Collected data =>
· · · · · · ·

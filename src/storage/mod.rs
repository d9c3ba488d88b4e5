//! Persistence layer: SQLite behind a repository trait.

pub mod database;
pub mod schema;

use std::collections::HashSet;

use thiserror::Error;
use uuid::Uuid;

use crate::progression::types::{Badge, EarnedBadge, HunterStats};
use crate::tracking::types::{Clue, ClueProgress, Mission, MissionCategory};

pub use database::Database;

/// Repository contract for everything the tracking engine persists.
///
/// The uniqueness-backed `*_if_absent` operations and the transactional
/// stats read-modify-write are the two primitives that keep concurrent
/// arrival signals from double-applying; everything else is plain reads.
pub trait HuntStore: Send + Sync {
    fn mission(&self, id: Uuid) -> Result<Option<Mission>, StorageError>;

    fn active_missions(&self) -> Result<Vec<Mission>, StorageError>;

    fn insert_mission(&self, mission: &Mission) -> Result<(), StorageError>;

    /// Clues of a mission, ordered by ascending `clue_order`.
    fn mission_clues(&self, mission_id: Uuid) -> Result<Vec<Clue>, StorageError>;

    fn insert_clue(&self, clue: &Clue) -> Result<(), StorageError>;

    /// Clues of all active missions, paired with their mission's title.
    fn active_clues(&self) -> Result<Vec<(Clue, String)>, StorageError>;

    /// Record that a hunter reached a clue, unless already recorded.
    /// Returns true when a new row was written.
    fn record_clue_if_absent(
        &self,
        hunter_id: Uuid,
        clue: &Clue,
        distance_m: f64,
    ) -> Result<bool, StorageError>;

    fn completed_clue_ids(
        &self,
        hunter_id: Uuid,
        mission_id: Uuid,
    ) -> Result<HashSet<Uuid>, StorageError>;

    fn clue_progress(
        &self,
        hunter_id: Uuid,
        mission_id: Uuid,
    ) -> Result<Vec<ClueProgress>, StorageError>;

    /// Delete all ledger rows for the pair. Returns the number removed.
    fn clear_progress(&self, hunter_id: Uuid, mission_id: Uuid) -> Result<usize, StorageError>;

    /// Record a mission completion, unless already recorded. Returns true
    /// when this call created the marker.
    fn record_completion_if_absent(
        &self,
        hunter_id: Uuid,
        mission_id: Uuid,
    ) -> Result<bool, StorageError>;

    /// Remove the completion marker so the mission can be replayed.
    fn clear_completion(&self, hunter_id: Uuid, mission_id: Uuid) -> Result<(), StorageError>;

    /// Completion count for the hunter within one category.
    fn category_completions(
        &self,
        hunter_id: Uuid,
        category: MissionCategory,
    ) -> Result<i64, StorageError>;

    /// Completion counts per category, for the stats view.
    fn category_breakdown(
        &self,
        hunter_id: Uuid,
    ) -> Result<Vec<(MissionCategory, i64)>, StorageError>;

    /// Current stats, or zeroed defaults for an unseen hunter.
    fn hunter_stats(&self, hunter_id: Uuid) -> Result<HunterStats, StorageError>;

    /// Atomic read-modify-write of a hunter's stats row. The closure runs
    /// inside the transaction; the stored row after commit is returned.
    fn update_hunter_stats(
        &self,
        hunter_id: Uuid,
        apply: &mut dyn FnMut(&mut HunterStats),
    ) -> Result<HunterStats, StorageError>;

    fn all_badges(&self) -> Result<Vec<Badge>, StorageError>;

    /// Insert badge definitions that are not present yet.
    fn seed_badges(&self, badges: &[Badge]) -> Result<(), StorageError>;

    fn earned_badge_ids(&self, hunter_id: Uuid) -> Result<HashSet<String>, StorageError>;

    fn earned_badges(&self, hunter_id: Uuid) -> Result<Vec<EarnedBadge>, StorageError>;

    /// Award a badge, unless already earned. Returns true when a new row
    /// was written.
    fn award_badge_if_absent(&self, hunter_id: Uuid, badge: &Badge)
        -> Result<bool, StorageError>;
}

/// Storage errors.
#[derive(Debug, Error)]
pub enum StorageError {
    #[error("Connection failed: {0}")]
    ConnectionFailed(String),

    #[error("IO error: {0}")]
    IoError(String),

    #[error("Migration failed: {0}")]
    MigrationFailed(String),

    #[error("Query failed: {0}")]
    QueryFailed(String),

    #[error("Transaction failed: {0}")]
    TransactionFailed(String),

    #[error("Stored value could not be decoded: {0}")]
    DeserializationError(String),
}
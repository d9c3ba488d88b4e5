//! Application configuration.

use serde::{Deserialize, Serialize};
use std::path::PathBuf;

use crate::tracking::registry::{IDLE_TIMEOUT_SECS, MAX_MOVEMENT_M, MIN_MOVEMENT_M};
use crate::tracking::types::DEFAULT_CLUE_RADIUS_M;

/// Application configuration.
#[derive(Debug, Clone, Serialize, Deserialize)]
pub struct AppConfig {
    /// Application version
    pub version: String,
    /// Data directory path
    #[serde(skip)]
    pub data_dir: PathBuf,
    /// Listener settings
    pub server: ServerSettings,
    /// Database settings
    pub storage: StorageSettings,
    /// Proximity and movement-filter settings
    pub tracking: TrackingSettings,
}

impl Default for AppConfig {
    fn default() -> Self {
        Self {
            version: env!("CARGO_PKG_VERSION").to_string(),
            data_dir: PathBuf::new(),
            server: ServerSettings::default(),
            storage: StorageSettings::default(),
            tracking: TrackingSettings::default(),
        }
    }
}

impl AppConfig {
    /// Path of the SQLite database inside the data directory.
    pub fn database_path(&self) -> PathBuf {
        self.data_dir.join(&self.storage.database_file)
    }
}

/// Network listener settings.
#[derive(Debug, Clone, Serialize, Deserialize)]
pub struct ServerSettings {
    /// Tracking socket bind address
    pub ws_addr: String,
    /// REST API bind address
    pub http_addr: String,
}

impl Default for ServerSettings {
    fn default() -> Self {
        Self {
            ws_addr: "0.0.0.0:9001".to_string(),
            http_addr: "0.0.0.0:8080".to_string(),
        }
    }
}

/// Database settings.
#[derive(Debug, Clone, Serialize, Deserialize)]
pub struct StorageSettings {
    /// Database file name inside the data directory
    pub database_file: String,
}

impl Default for StorageSettings {
    fn default() -> Self {
        Self {
            database_file: "trailhunt.db".to_string(),
        }
    }
}

/// Proximity and movement-filter settings.
#[derive(Debug, Clone, Serialize, Deserialize)]
pub struct TrackingSettings {
    /// Arrival radius around the mission destination in meters
    pub destination_radius_m: f64,
    /// Detection radius for appended clues that do not specify one
    pub default_clue_radius_m: f64,
    /// Movement below this many meters between fixes is ignored
    pub min_movement_m: f64,
    /// Movement above this many meters between fixes is ignored
    pub max_movement_m: f64,
    /// Idle seconds before a live session is evicted
    pub idle_timeout_secs: u64,
    /// Default search radius for nearby-clue queries in meters
    pub nearby_radius_m: f64,
}

impl Default for TrackingSettings {
    fn default() -> Self {
        Self {
            destination_radius_m: 30.0,
            default_clue_radius_m: DEFAULT_CLUE_RADIUS_M,
            min_movement_m: MIN_MOVEMENT_M,
            max_movement_m: MAX_MOVEMENT_M,
            idle_timeout_secs: IDLE_TIMEOUT_SECS,
            nearby_radius_m: 5000.0,
        }
    }
}

/// Get the application data directory.
pub fn get_data_dir() -> PathBuf {
    directories::ProjectDirs::from("com", "trailhunt", "TrailHunt")
        .map(|dirs| dirs.data_dir().to_path_buf())
        .unwrap_or_else(|| PathBuf::from("."))
}

/// Get the configuration file path.
pub fn get_config_path() -> PathBuf {
    get_data_dir().join("config.toml")
}

/// Load application configuration from file.
pub fn load_config() -> Result<AppConfig, ConfigError> {
    let path = get_config_path();

    if !path.exists() {
        let config = AppConfig {
            data_dir: get_data_dir(),
            ..Default::default()
        };
        return Ok(config);
    }

    let content = std::fs::read_to_string(&path).map_err(|e| ConfigError::IoError(e.to_string()))?;

    let mut config: AppConfig =
        toml::from_str(&content).map_err(|e| ConfigError::ParseError(e.to_string()))?;

    config.data_dir = get_data_dir();

    Ok(config)
}

/// Save application configuration to file.
pub fn save_config(config: &AppConfig) -> Result<(), ConfigError> {
    let path = get_config_path();

    // Ensure parent directory exists
    if let Some(parent) = path.parent() {
        std::fs::create_dir_all(parent).map_err(|e| ConfigError::IoError(e.to_string()))?;
    }

    let content =
        toml::to_string_pretty(config).map_err(|e| ConfigError::SerializeError(e.to_string()))?;

    std::fs::write(&path, content).map_err(|e| ConfigError::IoError(e.to_string()))?;

    Ok(())
}

/// Configuration errors.
#[derive(Debug, thiserror::Error)]
pub enum ConfigError {
    #[error("IO error: {0}")]
    IoError(String),

    #[error("Parse error: {0}")]
    ParseError(String),

    #[error("Serialize error: {0}")]
    SerializeError(String),
}

#[cfg(test)]
mod tests {
    use super::*;

    #[test]
    fn test_config_round_trips_through_toml() {
        let mut config = AppConfig::default();
        config.data_dir = PathBuf::from("/var/lib/trailhunt");
        config.server.http_addr = "127.0.0.1:9090".to_string();
        config.tracking.destination_radius_m = 25.0;

        let file = tempfile::NamedTempFile::new().unwrap();
        std::fs::write(file.path(), toml::to_string_pretty(&config).unwrap()).unwrap();

        let loaded: AppConfig =
            toml::from_str(&std::fs::read_to_string(file.path()).unwrap()).unwrap();
        assert_eq!(loaded.server.http_addr, "127.0.0.1:9090");
        assert_eq!(loaded.tracking.destination_radius_m, 25.0);
        assert_eq!(loaded.storage.database_file, "trailhunt.db");
        // data_dir is runtime state, never written to the file.
        assert_eq!(loaded.data_dir, PathBuf::new());
    }
}
//! REST endpoints for missions, clues, progress, and hunter profiles.
//!
//! Stateless counterparts to the tracking socket. Position checks here run
//! the same proximity evaluation but flatten the result into dedicated
//! response fields; no live odometer is involved.

use std::sync::Arc;

use axum::extract::{Path, Query, State};
use axum::http::StatusCode;
use axum::response::{IntoResponse, Response};
use axum::routing::{get, post};
use axum::{Json, Router};
use serde::Deserialize;
use serde_json::json;
use uuid::Uuid;

use crate::tracking::protocol::{LocationCheck, Navigation};
use crate::tracking::service::{MissionDetail, NearbyClue, SkipResult};
use crate::tracking::{
    Clue, ClueProgress, Coordinates, Difficulty, Mission, MissionCategory, TrackingError,
    TrackingService,
};

// ---------------------------------------------------------------------------
// Router
// ---------------------------------------------------------------------------

pub fn build_router(service: Arc<TrackingService>) -> Router {
    Router::new()
        .route("/health", get(health_handler))
        .route("/missions", get(list_missions).post(create_mission))
        .route("/missions/:id", get(mission_detail))
        .route("/missions/:id/clues", post(add_clue))
        .route("/missions/:id/check", post(check_location))
        .route("/missions/:id/skip", post(skip_clue))
        .route("/missions/:id/reset", post(reset_progress))
        .route("/missions/:id/progress", get(mission_progress))
        .route("/clues/nearby", get(nearby_clues))
        .route("/hunters/:id/stats", get(hunter_stats))
        .route("/hunters/:id/badges", get(hunter_badges))
        .with_state(service)
}

// ---------------------------------------------------------------------------
// Error mapping
// ---------------------------------------------------------------------------

/// Wrapper that turns service errors into HTTP responses.
struct ApiError(TrackingError);

impl From<TrackingError> for ApiError {
    fn from(err: TrackingError) -> Self {
        Self(err)
    }
}

impl IntoResponse for ApiError {
    fn into_response(self) -> Response {
        let (code, message) = match &self.0 {
            TrackingError::Validation(_) => (StatusCode::BAD_REQUEST, self.0.to_string()),
            TrackingError::MissionNotFound(_) => (StatusCode::NOT_FOUND, self.0.to_string()),
            TrackingError::NoSession => (StatusCode::BAD_REQUEST, self.0.to_string()),
            TrackingError::Policy(_) => (StatusCode::CONFLICT, self.0.to_string()),
            TrackingError::Storage(e) => {
                tracing::error!("Storage error serving request: {}", e);
                (
                    StatusCode::INTERNAL_SERVER_ERROR,
                    "Internal error".to_string(),
                )
            }
        };
        (code, Json(json!({ "error": message }))).into_response()
    }
}

type ApiResult<T> = Result<T, ApiError>;

// ---------------------------------------------------------------------------
// Request shapes
// ---------------------------------------------------------------------------

#[derive(Deserialize)]
struct CreateMissionRequest {
    title: String,
    #[serde(default)]
    description: Option<String>,
    category: MissionCategory,
    location_name: String,
    latitude: f64,
    longitude: f64,
    #[serde(default)]
    estimated_distance_km: f64,
    #[serde(default)]
    difficulty: Difficulty,
    #[serde(default = "default_mission_points")]
    points: i64,
}

fn default_mission_points() -> i64 {
    10
}

#[derive(Deserialize)]
struct AddClueRequest {
    clue_order: i64,
    name: String,
    #[serde(default)]
    description: Option<String>,
    #[serde(default)]
    hint: Option<String>,
    latitude: f64,
    longitude: f64,
    #[serde(default)]
    radius_m: Option<f64>,
    #[serde(default)]
    image_url: Option<String>,
    #[serde(default)]
    points: Option<i64>,
    #[serde(default)]
    required: Option<bool>,
}

#[derive(Deserialize)]
struct CheckRequest {
    hunter_id: Uuid,
    latitude: f64,
    longitude: f64,
}

#[derive(Deserialize)]
struct HunterRequest {
    hunter_id: Uuid,
}

#[derive(Deserialize)]
struct HunterQuery {
    hunter_id: Option<Uuid>,
}

#[derive(Deserialize)]
struct ProgressQuery {
    hunter_id: Uuid,
}

#[derive(Deserialize)]
struct NearbyQuery {
    latitude: f64,
    longitude: f64,
    #[serde(default)]
    radius_m: Option<f64>,
}

// ---------------------------------------------------------------------------
// Handlers
// ---------------------------------------------------------------------------

async fn health_handler() -> Json<serde_json::Value> {
    Json(json!({"status": "ok", "version": env!("CARGO_PKG_VERSION")}))
}

async fn list_missions(
    State(service): State<Arc<TrackingService>>,
) -> ApiResult<Json<Vec<Mission>>> {
    Ok(Json(service.active_missions()?))
}

async fn create_mission(
    State(service): State<Arc<TrackingService>>,
    Json(req): Json<CreateMissionRequest>,
) -> ApiResult<(StatusCode, Json<Mission>)> {
    let mission = Mission {
        id: Uuid::new_v4(),
        title: req.title,
        description: req.description,
        category: req.category,
        location_name: req.location_name,
        latitude: req.latitude,
        longitude: req.longitude,
        estimated_distance_km: req.estimated_distance_km,
        difficulty: req.difficulty,
        points: req.points,
        is_active: true,
        created_at: chrono::Utc::now(),
    };
    service.create_mission(&mission)?;
    Ok((StatusCode::CREATED, Json(mission)))
}

async fn mission_detail(
    State(service): State<Arc<TrackingService>>,
    Path(mission_id): Path<Uuid>,
    Query(q): Query<HunterQuery>,
) -> ApiResult<Json<MissionDetail>> {
    Ok(Json(service.mission_detail(mission_id, q.hunter_id)?))
}

async fn add_clue(
    State(service): State<Arc<TrackingService>>,
    Path(mission_id): Path<Uuid>,
    Json(req): Json<AddClueRequest>,
) -> ApiResult<(StatusCode, Json<Clue>)> {
    let mut clue = Clue::new(mission_id, req.clue_order, req.name, req.latitude, req.longitude);
    clue.description = req.description;
    clue.hint = req.hint;
    clue.image_url = req.image_url;
    clue.radius_m = req.radius_m.unwrap_or(service.default_clue_radius());
    if let Some(points) = req.points {
        clue.points = points;
    }
    if let Some(required) = req.required {
        clue.required = required;
    }

    let clue = service.add_clue(clue)?;
    Ok((StatusCode::CREATED, Json(clue)))
}

async fn check_location(
    State(service): State<Arc<TrackingService>>,
    Path(mission_id): Path<Uuid>,
    Json(req): Json<CheckRequest>,
) -> ApiResult<Json<serde_json::Value>> {
    let position = Coordinates::new(req.latitude, req.longitude);
    let check = service.check_location(req.hunter_id, mission_id, position)?;
    Ok(Json(check_response(check)))
}

async fn skip_clue(
    State(service): State<Arc<TrackingService>>,
    Path(mission_id): Path<Uuid>,
    Json(req): Json<HunterRequest>,
) -> ApiResult<Json<SkipResult>> {
    Ok(Json(service.skip_current_clue(req.hunter_id, mission_id)?))
}

async fn reset_progress(
    State(service): State<Arc<TrackingService>>,
    Path(mission_id): Path<Uuid>,
    Json(req): Json<HunterRequest>,
) -> ApiResult<Json<serde_json::Value>> {
    let removed = service.reset_progress(req.hunter_id, mission_id)?;
    Ok(Json(json!({
        "message": "Mission progress reset",
        "removed": removed,
    })))
}

async fn mission_progress(
    State(service): State<Arc<TrackingService>>,
    Path(mission_id): Path<Uuid>,
    Query(q): Query<ProgressQuery>,
) -> ApiResult<Json<Vec<ClueProgress>>> {
    Ok(Json(service.progress_entries(q.hunter_id, mission_id)?))
}

async fn nearby_clues(
    State(service): State<Arc<TrackingService>>,
    Query(q): Query<NearbyQuery>,
) -> ApiResult<Json<Vec<NearbyClue>>> {
    let position = Coordinates::new(q.latitude, q.longitude);
    Ok(Json(service.nearby_clues(position, q.radius_m)?))
}

async fn hunter_stats(
    State(service): State<Arc<TrackingService>>,
    Path(hunter_id): Path<Uuid>,
) -> ApiResult<Json<serde_json::Value>> {
    let overview = service.stats_overview(hunter_id)?;
    Ok(Json(json!(overview)))
}

async fn hunter_badges(
    State(service): State<Arc<TrackingService>>,
    Path(hunter_id): Path<Uuid>,
) -> ApiResult<Json<serde_json::Value>> {
    let board = service.badge_board(hunter_id)?;
    Ok(Json(json!(board)))
}

// ---------------------------------------------------------------------------
// Response shaping
// ---------------------------------------------------------------------------

/// Flatten a proximity check into the response fields REST clients read.
fn check_response(check: LocationCheck) -> serde_json::Value {
    let LocationCheck {
        navigation,
        progress,
        completion,
    } = check;

    match navigation {
        Navigation::SearchingClue {
            clue,
            distance_m,
            formatted_distance,
            message,
        } => json!({
            "status": "tracking",
            "current_clue": clue,
            "distance": distance_m,
            "formatted_distance": formatted_distance,
            "message": message,
            "progress": progress,
        }),

        Navigation::ClueReached {
            clue,
            distance_m,
            points,
            message,
            newly_recorded,
        } => json!({
            "status": "clue_reached",
            "current_clue": clue,
            "distance": distance_m,
            "points": points,
            "newly_recorded": newly_recorded,
            "message": message,
            "progress": progress,
        }),

        Navigation::HeadingToFinish {
            destination,
            distance_m,
            formatted_distance,
            message,
        } => json!({
            "status": "heading_to_finish",
            "destination": destination,
            "distance": distance_m,
            "formatted_distance": formatted_distance,
            "message": message,
            "progress": progress,
        }),

        Navigation::AllCluesCompleted { distance_m, message } => json!({
            "status": "all_clues_completed",
            "distance": distance_m,
            "message": message,
            "progress": progress,
            "completion": completion,
        }),
    }
}

/// Serve the REST API until the listener fails.
pub async fn run(addr: &str, service: Arc<TrackingService>) -> anyhow::Result<()> {
    let app = build_router(service);
    let listener = tokio::net::TcpListener::bind(addr).await?;
    tracing::info!("REST API listening on {}", addr);
    axum::serve(listener, app).await?;
    Ok(())
}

· · · · · · ·

Problem details => Starting at the line above that contains "fn mission_clues(&self, mission_id: Uuid)", repeat each line exactly up to and including the line that contains "-> Result<i64, StorageError>;", and stop there.

Problem solution =>
    fn mission_clues(&self, mission_id: Uuid) -> Result<Vec<Clue>, StorageError>;

    fn insert_clue(&self, clue: &Clue) -> Result<(), StorageError>;

    /// Clues of all active missions, paired with their mission's title.
    fn active_clues(&self) -> Result<Vec<(Clue, String)>, StorageError>;

    /// Record that a hunter reached a clue, unless already recorded.
    /// Returns true when a new row was written.
    fn record_clue_if_absent(
        &self,
        hunter_id: Uuid,
        clue: &Clue,
        distance_m: f64,
    ) -> Result<bool, StorageError>;

    fn completed_clue_ids(
        &self,
        hunter_id: Uuid,
        mission_id: Uuid,
    ) -> Result<HashSet<Uuid>, StorageError>;

    fn clue_progress(
        &self,
        hunter_id: Uuid,
        mission_id: Uuid,
    ) -> Result<Vec<ClueProgress>, StorageError>;

    /// Delete all ledger rows for the pair. Returns the number removed.
    fn clear_progress(&self, hunter_id: Uuid, mission_id: Uuid) -> Result<usize, StorageError>;

    /// Record a mission completion, unless already recorded. Returns true
    /// when this call created the marker.
    fn record_completion_if_absent(
        &self,
        hunter_id: Uuid,
        mission_id: Uuid,
    ) -> Result<bool, StorageError>;

    /// Remove the completion marker so the mission can be replayed.
    fn clear_completion(&self, hunter_id: Uuid, mission_id: Uuid) -> Result<(), StorageError>;

    /// Completion count for the hunter within one category.
    fn category_completions(
        &self,
        hunter_id: Uuid,
        category: MissionCategory,
    ) -> Result<i64, StorageError>;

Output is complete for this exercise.